"""

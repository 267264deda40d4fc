//! List item classification.
//!
//! Lines opening with a bullet glyph or an ordinal (`1.`, `a)`, `(2)`)
//! become list items. Nesting level derives from the left indent
//! relative to the body text margin.

use crate::layout::item::{LineTag, PageLines};
use crate::model::ListMarker;
use std::collections::HashMap;

#[derive(Debug, Clone)]
pub struct ListConfig {
    /// Indent in points that advances nesting by one level
    pub indent_step: f32,
    /// Deepest recognized nesting level
    pub max_level: u8,
}

impl Default for ListConfig {
    fn default() -> Self {
        Self {
            indent_step: 18.0,
            max_level: 3,
        }
    }
}

/// Tag list items in place, stripping their markers from the text.
pub fn classify_lists(page: &mut PageLines, config: &ListConfig) {
    let margin = body_margin(page);

    for line in &mut page.lines {
        if line.tag != LineTag::Plain || line.is_blank() {
            continue;
        }
        let Some((marker, content)) = split_list_marker(&line.text) else {
            continue;
        };
        let indent = (line.x - margin).max(0.0);
        let level = ((indent / config.indent_step).round() as u8).min(config.max_level);
        line.tag = LineTag::ListItem { level, marker };
        line.text = content;
    }
}

/// Most common left edge of unclassified lines; first-seen on ties.
fn body_margin(page: &PageLines) -> f32 {
    let mut counts: HashMap<i32, usize> = HashMap::new();
    let mut order: Vec<i32> = Vec::new();
    for line in &page.lines {
        if line.tag != LineTag::Plain || line.is_blank() {
            continue;
        }
        let key = line.x.round() as i32;
        let count = counts.entry(key).or_insert(0);
        if *count == 0 {
            order.push(key);
        }
        *count += 1;
    }
    let mut best: Option<i32> = None;
    let mut best_count = 0;
    for &key in &order {
        let count = counts[&key];
        if count > best_count {
            best = Some(key);
            best_count = count;
        }
    }
    best.map(|k| k as f32).unwrap_or(0.0)
}

/// Split a leading list marker from the line text.
///
/// Stricter than [`is_number_marker`]: an ordinal needs its separator
/// (`1.`, not a bare `1`), and the item needs content after the marker.
pub fn split_list_marker(text: &str) -> Option<(ListMarker, String)> {
    let trimmed = text.trim_start();
    let (first, rest) = match trimmed.split_once(char::is_whitespace) {
        Some((first, rest)) => (first, rest),
        None => (trimmed, ""),
    };
    let content = rest.trim();
    if content.is_empty() {
        return None;
    }

    if is_bullet_marker(first) {
        return Some((ListMarker::Bullet, content.to_string()));
    }
    if is_ordinal_marker(first) {
        return Some((ListMarker::Number(first.to_string()), content.to_string()));
    }
    None
}

/// Ordinal with a separator: `1.`, `12)`, `a.`, `B)`, `(3)`.
fn is_ordinal_marker(token: &str) -> bool {
    if let Some(inner) = token.strip_prefix('(').and_then(|t| t.strip_suffix(')')) {
        return !inner.is_empty() && inner.chars().all(|c| c.is_ascii_digit());
    }
    let Some(body) = token.strip_suffix(['.', ')']) else {
        return false;
    };
    if body.is_empty() || body.len() > 4 {
        return false;
    }
    body.chars().all(|c| c.is_ascii_digit())
        || (body.chars().count() == 1 && body.chars().all(|c| c.is_ascii_alphabetic()))
}

/// Check if text is a standalone bullet glyph.
pub(crate) fn is_bullet_marker(text: &str) -> bool {
    matches!(
        text.trim(),
        "-" | "–" | "—" | "•" | "·" | "*" | "○" | "▪" | "◦" | "▸" | "▹" | "►" | "■" | "●"
            | "※" | "□" | "◆" | "◇" | "▶" | "▷" | "☞" | "➤" | "➜"
    )
}

/// Check if text looks like an ordinal label, separator optional.
/// Used by the table detector to reject list-shaped rows.
pub(crate) fn is_number_marker(text: &str) -> bool {
    let cleaned: String = text.chars().filter(|c| !c.is_whitespace()).collect();
    if cleaned.is_empty() {
        return false;
    }
    if cleaned.parse::<u32>().is_ok() {
        return true;
    }
    is_ordinal_marker(&cleaned)
}

#[cfg(test)]
mod tests {
    use super::*;
    use crate::layout::item::Line;
    use crate::model::TextSpan;

    fn plain_line(text: &str, x: f32, y: f32) -> Line {
        Line::from_spans(vec![TextSpan::new(text, x, y, 12.0)])
    }

    fn page_of(lines: Vec<Line>) -> PageLines {
        PageLines {
            number: 1,
            width: 612.0,
            height: 792.0,
            lines,
        }
    }

    #[test]
    fn test_bullet_items() {
        let mut page = page_of(vec![
            plain_line("Introductory paragraph text.", 72.0, 700.0),
            plain_line("• First item", 72.0, 686.0),
            plain_line("• Second item", 72.0, 672.0),
        ]);
        classify_lists(&mut page, &ListConfig::default());

        assert_eq!(
            page.lines[1].tag,
            LineTag::ListItem {
                level: 0,
                marker: ListMarker::Bullet
            }
        );
        assert_eq!(page.lines[1].text, "First item");
        assert_eq!(page.lines[0].tag, LineTag::Plain);
    }

    #[test]
    fn test_numbered_item_keeps_ordinal() {
        let mut page = page_of(vec![plain_line("2. Second step", 72.0, 700.0)]);
        classify_lists(&mut page, &ListConfig::default());
        assert_eq!(
            page.lines[0].tag,
            LineTag::ListItem {
                level: 0,
                marker: ListMarker::Number("2.".to_string())
            }
        );
        assert_eq!(page.lines[0].text, "Second step");
    }

    #[test]
    fn test_indent_sets_nesting_level() {
        let mut page = page_of(vec![
            plain_line("Body margin line one.", 72.0, 700.0),
            plain_line("Body margin line two.", 72.0, 686.0),
            plain_line("• Top item", 72.0, 672.0),
            plain_line("• Nested item", 90.0, 658.0),
            plain_line("• Deeper item", 108.0, 644.0),
        ]);
        classify_lists(&mut page, &ListConfig::default());

        let levels: Vec<u8> = page.lines[2..]
            .iter()
            .map(|l| match &l.tag {
                LineTag::ListItem { level, .. } => *level,
                other => panic!("expected list item, got {other:?}"),
            })
            .collect();
        assert_eq!(levels, vec![0, 1, 2]);
    }

    #[test]
    fn test_parenthesized_and_letter_markers() {
        assert!(matches!(
            split_list_marker("(3) parenthesized item"),
            Some((ListMarker::Number(ref n), _)) if n == "(3)"
        ));
        assert!(matches!(
            split_list_marker("a) lettered item"),
            Some((ListMarker::Number(ref n), _)) if n == "a)"
        ));
    }

    #[test]
    fn test_non_markers_stay_plain() {
        assert!(split_list_marker("Average. Values follow").is_none());
        assert!(split_list_marker("3 items remained").is_none());
        assert!(split_list_marker("•").is_none());
        assert!(split_list_marker("word").is_none());
    }

    #[test]
    fn test_number_marker_predicate() {
        assert!(is_number_marker("1."));
        assert!(is_number_marker("12)"));
        assert!(is_number_marker("3"));
        assert!(is_number_marker("1 ."));
        assert!(is_number_marker("a."));
        assert!(!is_number_marker("Name"));
        assert!(!is_number_marker(""));
        assert!(!is_number_marker("[AB1]"));
    }
}
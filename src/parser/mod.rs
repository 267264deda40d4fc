//! PDF parsing: file structure, object model, decryption, and content
//! stream interpretation.
//!
//! The entry point is [`parse_document`], which turns raw bytes into the
//! positioned-text model that the layout pass consumes.

mod content;
mod crypto;
mod document;
mod filters;
mod lexer;
mod object;
mod options;
mod xref;

pub use content::{FontInfo, ImageDraw, PageContent};
pub use document::{parse_document, PdfDocument};
pub use filters::{apply_filters, filter_chain, FilterChain};
pub use lexer::{Lexer, ObjectParser, Token};
pub use object::{Dict, ObjRef, Object, Stream};
pub use options::ParseOptions;
pub use xref::{XrefEntry, XrefTable};
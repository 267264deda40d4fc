//! Block assembly.
//!
//! Turns a page's classified lines into renderable [`Block`]s. Runs of
//! table rows, contents entries, and list items collapse into one block
//! each; headings and footnote bodies take one block per line; every
//! remaining plain line becomes its own paragraph so the renderer can
//! separate them with blank lines.

use crate::layout::item::{needs_space, Line, LineTag, PageLines};
use crate::model::{
    Block, ImagePlacement, List, ListItem, Paragraph, Table, TableRow, TextRun, TextStyle,
};

/// Assemble a page's blocks in reading order, interleaving images by
/// their top edge.
pub fn gather_blocks(page: &PageLines, images: &[ImagePlacement]) -> Vec<Block> {
    let mut placed: Vec<&ImagePlacement> = images.iter().collect();
    placed.sort_by(|a, b| {
        (b.y + b.height)
            .partial_cmp(&(a.y + a.height))
            .unwrap_or(std::cmp::Ordering::Equal)
    });

    let mut blocks: Vec<Block> = Vec::new();
    let mut next_image = 0;
    let mut index = 0;

    while index < page.lines.len() {
        let line_y = page.lines[index].y;
        while next_image < placed.len() && placed[next_image].y + placed[next_image].height > line_y
        {
            blocks.push(Block::image(placed[next_image].resource_id.clone()));
            next_image += 1;
        }

        let line = &page.lines[index];
        match &line.tag {
            LineTag::TableRow { .. } => {
                let end = table_run_end(&page.lines, index);
                blocks.push(table_block(&page.lines[index..end]));
                index = end;
            }
            LineTag::TocEntry => {
                let start = index;
                while index < page.lines.len() && page.lines[index].tag == LineTag::TocEntry {
                    index += 1;
                }
                blocks.push(toc_block(&page.lines[start..index]));
            }
            LineTag::Heading(level) => {
                blocks.push(Block::heading(*level, line.text.clone()));
                index += 1;
            }
            LineTag::ListItem { .. } => {
                let start = index;
                while index < page.lines.len()
                    && matches!(page.lines[index].tag, LineTag::ListItem { .. })
                {
                    index += 1;
                }
                blocks.push(list_block(&page.lines[start..index]));
            }
            LineTag::FootnoteBody { label } => {
                blocks.push(Block::Footnote {
                    label: label.clone(),
                    content: Paragraph::with_text(line.text.clone()),
                });
                index += 1;
            }
            LineTag::Plain => {
                if !line.is_blank() {
                    blocks.push(Block::Paragraph(Paragraph::from_runs(styled_runs(line))));
                }
                index += 1;
            }
        }
    }

    while next_image < placed.len() {
        blocks.push(Block::image(placed[next_image].resource_id.clone()));
        next_image += 1;
    }
    blocks
}

/// End of the table-row run starting at `start`. A later header row
/// begins a new table, so the run stops in front of it.
fn table_run_end(lines: &[Line], start: usize) -> usize {
    let mut end = start + 1;
    while end < lines.len() {
        match lines[end].tag {
            LineTag::TableRow { header: false } => end += 1,
            _ => break,
        }
    }
    end
}

fn table_block(lines: &[Line]) -> Block {
    let header_rows = match lines.first().map(|l| &l.tag) {
        Some(LineTag::TableRow { header: true }) => 1,
        _ => 0,
    };
    let mut table = Table::with_header(header_rows);
    for line in lines {
        table.add_row(TableRow::new(line.cells.clone()));
    }
    Block::Table(table)
}

/// Contents entries render as a headerless two-column table.
fn toc_block(lines: &[Line]) -> Block {
    let mut table = Table::new();
    for line in lines {
        table.add_row(TableRow::new(line.cells.clone()));
    }
    Block::Table(table)
}

fn list_block(lines: &[Line]) -> Block {
    let mut list = List::new();
    for line in lines {
        if let LineTag::ListItem { level, marker } = &line.tag {
            list.add_item(ListItem {
                level: *level,
                marker: marker.clone(),
                content: Paragraph::with_text(line.text.clone()),
            });
        }
    }
    Block::List(list)
}

/// Split a line into styled runs, merging adjacent spans that share
/// emphasis. Inter-span spaces attach to the preceding run so emphasis
/// markers stay tight against their text.
fn styled_runs(line: &Line) -> Vec<TextRun> {
    let mut runs: Vec<TextRun> = Vec::new();
    for (i, span) in line.spans.iter().enumerate() {
        if span.text.is_empty() {
            continue;
        }
        let space = i > 0 && needs_space(&line.spans[i - 1], span);
        match runs.last_mut() {
            Some(run) if run.style.bold == span.bold && run.style.italic == span.italic => {
                if space {
                    run.text.push(' ');
                }
                run.text.push_str(&span.text);
                continue;
            }
            Some(run) => {
                if space {
                    run.text.push(' ');
                }
            }
            None => {}
        }
        runs.push(TextRun {
            text: span.text.clone(),
            style: TextStyle {
                bold: span.bold,
                italic: span.italic,
                font_size: Some(span.font_size),
            },
        });
    }
    runs
}

#[cfg(test)]
mod tests {
    use super::*;
    use crate::model::{ListMarker, TextSpan};

    fn plain(text: &str, y: f32) -> Line {
        Line::from_spans(vec![TextSpan::new(text, 72.0, y, 12.0)])
    }

    fn tagged(text: &str, y: f32, tag: LineTag) -> Line {
        let mut line = plain(text, y);
        line.tag = tag;
        line
    }

    fn row(cells: &[&str], y: f32, header: bool) -> Line {
        let mut line = tagged("", y, LineTag::TableRow { header });
        line.cells = cells.iter().map(|c| c.to_string()).collect();
        line
    }

    fn page_of(lines: Vec<Line>) -> PageLines {
        PageLines {
            number: 1,
            width: 612.0,
            height: 792.0,
            lines,
        }
    }

    #[test]
    fn test_each_plain_line_is_a_paragraph() {
        let page = page_of(vec![plain("First line.", 700.0), plain("Second line.", 686.0)]);
        let blocks = gather_blocks(&page, &[]);
        assert_eq!(blocks.len(), 2);
        assert!(matches!(blocks[0], Block::Paragraph(_)));
        assert_eq!(blocks[1].plain_text().as_deref(), Some("Second line."));
    }

    #[test]
    fn test_heading_takes_one_block() {
        let page = page_of(vec![
            tagged("Overview", 740.0, LineTag::Heading(2)),
            plain("Body follows.", 700.0),
        ]);
        let blocks = gather_blocks(&page, &[]);
        assert!(matches!(blocks[0], Block::Heading { level: 2, .. }));
        assert_eq!(blocks.len(), 2);
    }

    #[test]
    fn test_table_run_collapses() {
        let page = page_of(vec![
            row(&["Name", "Age"], 700.0, true),
            row(&["Alice", "30"], 686.0, false),
            row(&["Bob", "25"], 672.0, false),
        ]);
        let blocks = gather_blocks(&page, &[]);
        assert_eq!(blocks.len(), 1);
        match &blocks[0] {
            Block::Table(table) => {
                assert_eq!(table.row_count(), 3);
                assert_eq!(table.header_rows, 1);
                assert_eq!(table.header_signature(), vec!["Name", "Age"]);
            }
            other => panic!("expected table, got {other:?}"),
        }
    }

    #[test]
    fn test_adjacent_tables_stay_separate() {
        let page = page_of(vec![
            row(&["A", "B"], 700.0, true),
            row(&["1", "2"], 686.0, false),
            row(&["X", "Y"], 672.0, true),
            row(&["3", "4"], 658.0, false),
        ]);
        let blocks = gather_blocks(&page, &[]);
        assert_eq!(blocks.len(), 2);
        assert!(blocks.iter().all(Block::is_table));
    }

    #[test]
    fn test_list_run_collapses() {
        let page = page_of(vec![
            tagged(
                "First item",
                700.0,
                LineTag::ListItem {
                    level: 0,
                    marker: ListMarker::Bullet,
                },
            ),
            tagged(
                "Nested item",
                686.0,
                LineTag::ListItem {
                    level: 1,
                    marker: ListMarker::Bullet,
                },
            ),
        ]);
        let blocks = gather_blocks(&page, &[]);
        assert_eq!(blocks.len(), 1);
        match &blocks[0] {
            Block::List(list) => {
                assert_eq!(list.items.len(), 2);
                assert_eq!(list.items[1].level, 1);
            }
            other => panic!("expected list, got {other:?}"),
        }
    }

    #[test]
    fn test_toc_run_becomes_headerless_table() {
        let mut first = tagged("Intro ..... 1", 700.0, LineTag::TocEntry);
        first.cells = vec!["Intro".to_string(), "1".to_string()];
        let mut second = tagged("Methods ..... 7", 686.0, LineTag::TocEntry);
        second.cells = vec!["Methods".to_string(), "7".to_string()];

        let blocks = gather_blocks(&page_of(vec![first, second]), &[]);
        assert_eq!(blocks.len(), 1);
        match &blocks[0] {
            Block::Table(table) => {
                assert_eq!(table.header_rows, 0);
                assert_eq!(table.rows[1].cells, vec!["Methods", "7"]);
            }
            other => panic!("expected table, got {other:?}"),
        }
    }

    #[test]
    fn test_footnote_body_block() {
        let page = page_of(vec![tagged(
            "See appendix.",
            100.0,
            LineTag::FootnoteBody {
                label: "1".to_string(),
            },
        )]);
        let blocks = gather_blocks(&page, &[]);
        match &blocks[0] {
            Block::Footnote { label, content } => {
                assert_eq!(label, "1");
                assert_eq!(content.plain_text(), "See appendix.");
            }
            other => panic!("expected footnote, got {other:?}"),
        }
    }

    #[test]
    fn test_image_interleaved_by_top_edge() {
        let image = ImagePlacement {
            resource_id: "img-1".to_string(),
            x: 100.0,
            y: 500.0,
            width: 200.0,
            height: 150.0,
        };
        let page = page_of(vec![plain("Above image.", 700.0), plain("Below image.", 400.0)]);
        let blocks = gather_blocks(&page, &[image]);

        assert_eq!(blocks.len(), 3);
        assert!(matches!(blocks[0], Block::Paragraph(_)));
        assert!(matches!(blocks[1], Block::Image { .. }));
        assert!(matches!(blocks[2], Block::Paragraph(_)));
    }

    #[test]
    fn test_trailing_image_flushes() {
        let image = ImagePlacement {
            resource_id: "img-2".to_string(),
            x: 100.0,
            y: 100.0,
            width: 50.0,
            height: 50.0,
        };
        let page = page_of(vec![plain("Only line.", 700.0)]);
        let blocks = gather_blocks(&page, &[image]);
        assert!(matches!(blocks[1], Block::Image { .. }));
    }

    #[test]
    fn test_styled_runs_merge_adjacent_emphasis() {
        let normal = TextSpan::new("Plain then", 72.0, 700.0, 12.0);
        let mut bold_a = TextSpan::new("bold", 140.0, 700.0, 12.0);
        bold_a.bold = true;
        let mut bold_b = TextSpan::new("words", 168.0, 700.0, 12.0);
        bold_b.bold = true;
        let line = Line::from_spans(vec![normal, bold_a, bold_b]);

        let runs = styled_runs(&line);
        assert_eq!(runs.len(), 2);
        assert_eq!(runs[0].text, "Plain then ");
        assert!(!runs[0].style.bold);
        assert_eq!(runs[1].text, "bold words");
        assert!(runs[1].style.bold);
    }

    #[test]
    fn test_blank_lines_skipped() {
        let page = page_of(vec![plain("   ", 700.0), plain("Real text.", 686.0)]);
        let blocks = gather_blocks(&page, &[]);
        assert_eq!(blocks.len(), 1);
    }
}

"""

Search the entries above for the string "Nested", and report each line where it occurs.

            plain_line("• Nested item", 90.0, 658.0),
                "Nested item",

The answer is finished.